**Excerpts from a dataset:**
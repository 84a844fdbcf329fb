//! Shared fixtures for exposure BDD scenarios.

use std::collections::BTreeSet;
use std::fs;
use std::sync::Arc;

use camino::Utf8PathBuf;
use rstest::fixture;
use tempfile::TempDir;
use topogen::test_support::SAMPLE_MANIFEST;
use topogen::{EnvironmentStore, InitSummary};

pub const ENVIRONMENT: &str = "dev";
pub const SERVICE: &str = "app";
pub const MANIFEST: &str = "topology.json";

#[derive(Clone, Debug)]
pub enum InitOutcome {
    Succeeded(InitSummary),
    Failed(String),
}

#[derive(Clone, Debug)]
pub struct InitRun {
    pub prompts: Vec<Vec<String>>,
    pub outcome: InitOutcome,
}

#[derive(Clone, Debug)]
pub struct ExposureContext {
    pub root: Utf8PathBuf,
    pub answers: Vec<Vec<String>>,
    pub runs: Vec<InitRun>,
    _project: Arc<TempDir>,
}

impl ExposureContext {
    pub fn store(&self) -> EnvironmentStore {
        EnvironmentStore::new(&self.root.join(".topogen"), ENVIRONMENT)
    }

    pub fn manifest(&self) -> Utf8PathBuf {
        self.root.join(MANIFEST)
    }
}

#[fixture]
pub fn exposure_context() -> ExposureContext {
    let project = TempDir::new().unwrap_or_else(|err| panic!("create project dir: {err}"));
    let root = Utf8PathBuf::from_path_buf(project.path().to_path_buf())
        .unwrap_or_else(|path| panic!("project dir is not UTF-8: {}", path.display()));
    ExposureContext {
        root,
        answers: Vec::new(),
        runs: Vec::new(),
        _project: Arc::new(project),
    }
}

pub fn write_sample_manifest(context: &ExposureContext) {
    fs::write(context.manifest(), SAMPLE_MANIFEST)
        .unwrap_or_else(|err| panic!("write sample manifest: {err}"));
}

/// Splits a comma-separated step argument into names.
pub fn names(list: &str) -> BTreeSet<String> {
    list.split(',')
        .map(str::trim)
        .filter(|name| !name.is_empty())
        .map(str::to_owned)
        .collect()
}
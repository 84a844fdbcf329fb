//! Binary entry point for the topogen CLI.

use std::env;
use std::io::{self, Write};
use std::process;

use camino::{Utf8Path, Utf8PathBuf};
use clap::Parser;
use thiserror::Error;
use tokio_util::sync::CancellationToken;
use tracing_subscriber::EnvFilter;

use topogen::{
    ConfigError, EnvironmentStore, InitSummary, ManifestDiscoverer, MergePlan, MergeReport,
    PipelineError, ServiceSummary, SynthesisOrchestrator, TerminalConsole, TopogenConfig,
    TopologyCache,
};

mod cli;

use cli::{Cli, Command};

const LOG_ENV_VAR: &str = "TOPOGEN_LOG";

#[derive(Debug, Error)]
enum CliError {
    #[error("configuration error: {0}")]
    Config(#[from] ConfigError),
    #[error("invalid project directory: {0}")]
    Project(String),
    #[error(transparent)]
    Pipeline(#[from] PipelineError),
}

#[tokio::main]
async fn main() {
    let cli = Cli::parse();
    init_tracing(cli.verbose);
    let exit_code = match dispatch(cli).await {
        Ok(()) => 0,
        Err(err) => {
            report_error(&err);
            1
        }
    };

    process::exit(exit_code);
}

fn init_tracing(verbose: u8) {
    let filter = match verbose {
        0 => EnvFilter::try_from_env(LOG_ENV_VAR).unwrap_or_else(|_| EnvFilter::new("warn")),
        1 => EnvFilter::new("info"),
        _ => EnvFilter::new("debug"),
    };
    tracing_subscriber::fmt()
        .with_env_filter(filter)
        .with_writer(io::stderr)
        .with_target(false)
        .try_init()
        .ok();
}

async fn dispatch(cli: Cli) -> Result<(), CliError> {
    let root = project_root(cli.project.as_deref())?;
    let config = load_config(&cli)?;

    let cancel = CancellationToken::new();
    watch_interrupt(cancel.clone());

    let pipeline = SynthesisOrchestrator::new(
        TopologyCache::new(ManifestDiscoverer::new()).with_cancellation(cancel),
        EnvironmentStore::new(&config.state_path(&root), &config.environment),
        TerminalConsole::new(config.no_prompt),
        config.scope(),
        config.service_name.clone(),
    )?;
    let manifest = config.manifest_path(&root);
    let stdout = io::stdout();

    match cli.command {
        Command::Init => {
            let summary = pipeline.init(&manifest, &root).await?;
            write_init(stdout.lock(), &summary);
        }
        Command::Render(args) => {
            let out = Utf8PathBuf::from(args.out);
            let report = pipeline.render(&manifest, &out).await?;
            write_render(stdout.lock(), &out, &report);
        }
        Command::Preview => {
            let plan = pipeline.preview(&manifest, &root).await?;
            write_plan(stdout.lock(), &plan);
        }
        Command::Services => {
            let services = pipeline.services(&manifest).await?;
            write_services(stdout.lock(), &services);
        }
    }
    Ok(())
}

fn project_root(project: Option<&str>) -> Result<Utf8PathBuf, CliError> {
    let cwd = env::current_dir().map_err(|err| CliError::Project(err.to_string()))?;
    let base = Utf8PathBuf::from_path_buf(cwd)
        .map_err(|path| CliError::Project(format!("{} is not valid UTF-8", path.display())))?;
    Ok(project.map_or_else(|| base.clone(), |dir| base.join(dir)))
}

fn load_config(cli: &Cli) -> Result<TopogenConfig, CliError> {
    let mut config = TopogenConfig::load_without_cli_args()?;
    if let Some(environment) = &cli.environment {
        config.environment.clone_from(environment);
    }
    if let Some(location) = &cli.location {
        config.location.clone_from(location);
    }
    config.no_prompt |= cli.no_prompt;
    config.validate()?;
    Ok(config)
}

fn watch_interrupt(cancel: CancellationToken) {
    tokio::spawn(async move {
        if tokio::signal::ctrl_c().await.is_ok() {
            cancel.cancel();
        }
    });
}

fn write_init(mut target: impl Write, summary: &InitSummary) {
    for path in &summary.merge.written {
        writeln!(target, "wrote {path}").ok();
    }
    for path in &summary.merge.kept {
        writeln!(target, "kept {path}").ok();
    }
    let exposed = if summary.exposure.exposed.is_empty() {
        String::from("none")
    } else {
        summary
            .exposure
            .exposed
            .iter()
            .map(String::as_str)
            .collect::<Vec<_>>()
            .join(", ")
    };
    writeln!(
        target,
        "{} written, {} kept, {} unchanged; exposed services: {exposed}",
        summary.merge.written.len(),
        summary.merge.kept.len(),
        summary.merge.unchanged.len(),
    )
    .ok();
}

fn write_render(mut target: impl Write, out: &Utf8Path, report: &MergeReport) {
    writeln!(
        target,
        "rendered {} files into {out} ({} already up to date)",
        report.written.len(),
        report.unchanged.len()
    )
    .ok();
}

fn write_plan(mut target: impl Write, plan: &MergePlan) {
    for (path, status) in plan.iter() {
        writeln!(target, "{:<9} {path}", status.label()).ok();
    }
}

fn write_services(mut target: impl Write, services: &[ServiceSummary]) {
    for service in services {
        let binding = service
            .binding
            .as_ref()
            .map_or_else(|| String::from("-"), |(name, port)| format!("{name}:{port}"));
        let path = service.path.as_ref().map_or("-", |path| path.as_str());
        let exposure = if service.exposed { "external" } else { "internal" };
        writeln!(
            target,
            "{}\t{}\t{binding}\t{exposure}\t{path}",
            service.name, service.kind
        )
        .ok();
    }
}

fn report_error(err: &CliError) {
    write_error(io::stderr(), err);
}

fn write_error(mut target: impl Write, err: &CliError) {
    writeln!(target, "{err}").ok();
}

#[cfg(test)]
mod tests {
    use super::*;

    fn render(write: impl FnOnce(&mut Vec<u8>)) -> String {
        let mut buf = Vec::new();
        write(&mut buf);
        String::from_utf8(buf).unwrap_or_else(|err| panic!("utf8: {err}"))
    }

    #[test]
    fn write_error_writes_cli_error() {
        let err = CliError::Config(ConfigError::MissingField(String::from(
            "missing environment name",
        )));

        let rendered = render(|buf| write_error(buf, &err));

        assert!(
            rendered.contains("configuration error: missing configuration field"),
            "rendered: {rendered}"
        );
    }

    #[test]
    fn write_services_lists_binding_and_exposure() {
        let services = vec![
            ServiceSummary {
                name: String::from("web"),
                kind: "project",
                path: Some(Utf8PathBuf::from("src/Web/Web.csproj")),
                binding: Some((String::from("http"), 8080)),
                exposed: true,
            },
            ServiceSummary {
                name: String::from("worker"),
                kind: "project",
                path: None,
                binding: None,
                exposed: false,
            },
        ];

        let rendered = render(|buf| write_services(buf, &services));

        assert_eq!(
            rendered,
            "web\tproject\thttp:8080\texternal\tsrc/Web/Web.csproj\nworker\tproject\t-\tinternal\t-\n"
        );
    }

    #[test]
    fn project_root_joins_relative_directories() {
        let root = project_root(Some("demo")).unwrap_or_else(|err| panic!("root: {err}"));
        assert!(root.is_absolute());
        assert!(root.ends_with("demo"));
    }
}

**Task brief:** Look back at the entries above and repeat, unchanged, every line from the line holding "fn watch_interrupt(cancel: CancellationToken)" through the line holding "let exposed = if".

**Your response:**
fn watch_interrupt(cancel: CancellationToken) {
    tokio::spawn(async move {
        if tokio::signal::ctrl_c().await.is_ok() {
            cancel.cancel();
        }
    });
}

fn write_init(mut target: impl Write, summary: &InitSummary) {
    for path in &summary.merge.written {
        writeln!(target, "wrote {path}").ok();
    }
    for path in &summary.merge.kept {
        writeln!(target, "kept {path}").ok();
    }
    let exposed = if summary.exposure.exposed.is_empty() {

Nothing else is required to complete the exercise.